Moses Sun painted the "M" in "MATTER", for his activist father also named Moses, as well as for "message" and "matters". The 2020 repainting of the letter has drops of purple, blue, and orange that spread beyond the letter. Sun says they signal "to break barriers through listening and collaborating with intention."

Brandon Thomas painted the "A" in "MATTER", putting an afro and rainbow pick in the repainted 2020 design. They explained that their hair had often been the target of microaggressions and larger issues: "being on the constant lookout for having your personal space invaded is as essential to the Black experience as the pride we have in our magical curls, locks, weaves, fades, fros, rows, you name it." The rainbow was to honor Capitol Hill and their own queerness: "Black Lives have and will always include the queerdos."

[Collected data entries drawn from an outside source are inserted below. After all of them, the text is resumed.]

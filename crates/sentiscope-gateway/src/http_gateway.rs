//! HTTP implementation of the auth and analysis gateway ports.
//!
//! One [`HttpGateway`] wraps the five remote endpoints with JSON bodies and
//! a bearer token on every authorized call. Every transport or status
//! failure is run through [`classify`] before it leaves this module;
//! tokens and passwords are never logged.

use async_trait::async_trait;
use reqwest::Client;
use sentiscope_core::analysis::{AnalysisGateway, AnalysisResult};
use sentiscope_core::auth::{AuthGateway, LoginOutcome};
use sentiscope_core::error::{CallFailure, WorkflowError, classify};
use serde::{Deserialize, Serialize};

const LOGIN_PATH: &str = "/api/login/";
const REGISTER_PATH: &str = "/api/register/";
const LOGOUT_PATH: &str = "/api/logout/";
const AUTH_STATUS_PATH: &str = "/api/auth-status/";
const ANALYZE_PATH: &str = "/api/fetch_comments/";

/// Gateway over the remote sentiment-analysis service.
#[derive(Clone)]
pub struct HttpGateway {
    client: Client,
    base_url: String,
}

#[derive(Serialize)]
struct CredentialsBody<'a> {
    username: &'a str,
    password: &'a str,
}

#[derive(Serialize)]
struct AnalyzeBody<'a> {
    url: &'a str,
}

#[derive(Deserialize)]
struct AuthStatusBody {
    authenticated: bool,
}

/// Failure bodies look like `{"error": "<text>"}`.
#[derive(Deserialize)]
struct ErrorBody {
    error: Option<String>,
}

impl HttpGateway {
    /// Creates a gateway against the given server base URL.
    pub fn new(base_url: impl Into<String>) -> Self {
        Self {
            client: Client::new(),
            base_url: base_url.into(),
        }
    }

    fn endpoint(&self, path: &str) -> String {
        format!("{}{}", self.base_url.trim_end_matches('/'), path)
    }

    /// Builds a [`CallFailure`] from a non-success response, preferring the
    /// server-supplied error text when the body carries one.
    async fn failure_of(response: reqwest::Response) -> CallFailure {
        let code = response.status().as_u16();
        let message = response
            .json::<ErrorBody>()
            .await
            .ok()
            .and_then(|body| body.error);
        CallFailure::Status { code, message }
    }

    fn transport_failure(err: &reqwest::Error) -> WorkflowError {
        classify(&CallFailure::Transport(err.to_string()))
    }
}

#[async_trait]
impl AuthGateway for HttpGateway {
    async fn login(&self, username: &str, password: &str) -> Result<LoginOutcome, WorkflowError> {
        tracing::debug!("[HttpGateway] POST {}", LOGIN_PATH);
        let response = self
            .client
            .post(self.endpoint(LOGIN_PATH))
            .json(&CredentialsBody { username, password })
            .send()
            .await
            .map_err(|err| Self::transport_failure(&err))?;

        if !response.status().is_success() {
            let failure = Self::failure_of(response).await;
            // The server signals invalid credentials with 400 or 401 on
            // this route; both are auth failures here.
            return Err(match classify(&failure) {
                WorkflowError::Validation { .. } => WorkflowError::Auth,
                other => other,
            });
        }

        response
            .json()
            .await
            .map_err(|err| WorkflowError::server(format!("Failed to parse login response: {err}")))
    }

    async fn register(&self, username: &str, password: &str) -> Result<(), WorkflowError> {
        tracing::debug!("[HttpGateway] POST {}", REGISTER_PATH);
        let response = self
            .client
            .post(self.endpoint(REGISTER_PATH))
            .json(&CredentialsBody { username, password })
            .send()
            .await
            .map_err(|err| Self::transport_failure(&err))?;

        if !response.status().is_success() {
            return Err(classify(&Self::failure_of(response).await));
        }
        Ok(())
    }

    async fn check_status(&self, token: &str) -> Result<bool, WorkflowError> {
        tracing::debug!("[HttpGateway] GET {}", AUTH_STATUS_PATH);
        let response = self
            .client
            .get(self.endpoint(AUTH_STATUS_PATH))
            .bearer_auth(token)
            .send()
            .await
            .map_err(|err| Self::transport_failure(&err))?;

        if !response.status().is_success() {
            return Err(classify(&Self::failure_of(response).await));
        }

        let parsed: AuthStatusBody = response.json().await.map_err(|err| {
            WorkflowError::server(format!("Failed to parse auth status response: {err}"))
        })?;
        Ok(parsed.authenticated)
    }

    async fn logout(&self, token: &str) -> Result<(), WorkflowError> {
        tracing::debug!("[HttpGateway] POST {}", LOGOUT_PATH);
        let response = self
            .client
            .post(self.endpoint(LOGOUT_PATH))
            .bearer_auth(token)
            .json(&serde_json::json!({}))
            .send()
            .await
            .map_err(|err| Self::transport_failure(&err))?;

        if !response.status().is_success() {
            return Err(classify(&Self::failure_of(response).await));
        }
        Ok(())
    }
}

#[async_trait]
impl AnalysisGateway for HttpGateway {
    async fn analyze(&self, token: &str, url: &str) -> Result<AnalysisResult, WorkflowError> {
        tracing::debug!("[HttpGateway] POST {}", ANALYZE_PATH);
        let response = self
            .client
            .post(self.endpoint(ANALYZE_PATH))
            .bearer_auth(token)
            .json(&AnalyzeBody { url })
            .send()
            .await
            .map_err(|err| Self::transport_failure(&err))?;

        if !response.status().is_success() {
            return Err(classify(&Self::failure_of(response).await));
        }

        response.json().await.map_err(|err| {
            WorkflowError::server(format!("Failed to parse analysis response: {err}"))
        })
    }
}

#[cfg(test)]
mod tests {
    use super::*;

    #[test]
    fn test_endpoint_joins_without_double_slash() {
        let gateway = HttpGateway::new("http://127.0.0.1:8000/");
        assert_eq!(
            gateway.endpoint(LOGIN_PATH),
            "http://127.0.0.1:8000/api/login/"
        );

        let gateway = HttpGateway::new("http://127.0.0.1:8000");
        assert_eq!(
            gateway.endpoint(ANALYZE_PATH),
            "http://127.0.0.1:8000/api/fetch_comments/"
        );
    }

    #[test]
    fn test_error_body_shape() {
        let body: ErrorBody = serde_json::from_str(r#"{"error": "Invalid credentials"}"#).unwrap();
        assert_eq!(body.error.as_deref(), Some("Invalid credentials"));

        let body: ErrorBody = serde_json::from_str(r#"{"message": "ok"}"#).unwrap();
        assert!(body.error.is_none());
    }
}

Ward painted each "T" in "MATTER", and her repainted 2020 design created a trompe-l'oiel effect to represent the depth of the conversation concerning the Black Lives Matter movement. She wanted to show "how ingrained it is into the very core, soil, concrete, infrastructure of this city, state and country. I think the events that have transpired in this country since last year only prove just how true and necessary the amplification of this message is."

Future Crystals painted the "E" in "MATTER", filling it with crystals in the 2020 repaint. They explained that each stone looked different and represented "many", but "when you step back, though, you get perspective and realize that it all just looks the same…. We are more similar than different." After the 2020 repainting, the "E" in "MATTER" featured representations of graffiti seen around the city, and its artist was criticized for including the anti-police slogan ACAB, apparently without notifying other artists. The mayor's office said the collective would ask the artist to remove the slogan. An organizer of Capitol Hill Pride expressed anger that the artist was being censored: "it’s literally how we feel about SPD. They may not like the words and things like that, but again, please respect artists’ rights and the community’s rights."

== Legacy ==
In March 2023, Amanda Ong of the South Seattle Emerald said the community gardens and the mural "are all that remain" of the Capitol Hill Occupied Protest. In June, Melissa Santos of Axios noted that Seattle's two Black Lives Matter murals have been preserved better than others across the United States. She wrote, "While some Black Lives Matter murals painted after the 2020 murder of George Floyd are getting paved over or worn away by traffic, Seattle has taken steps to restore its mural and make it permanent." Jasmine Mahmoud of Black Arts Legacies called the mural "an enduring Seattle memorial" in mid-2023.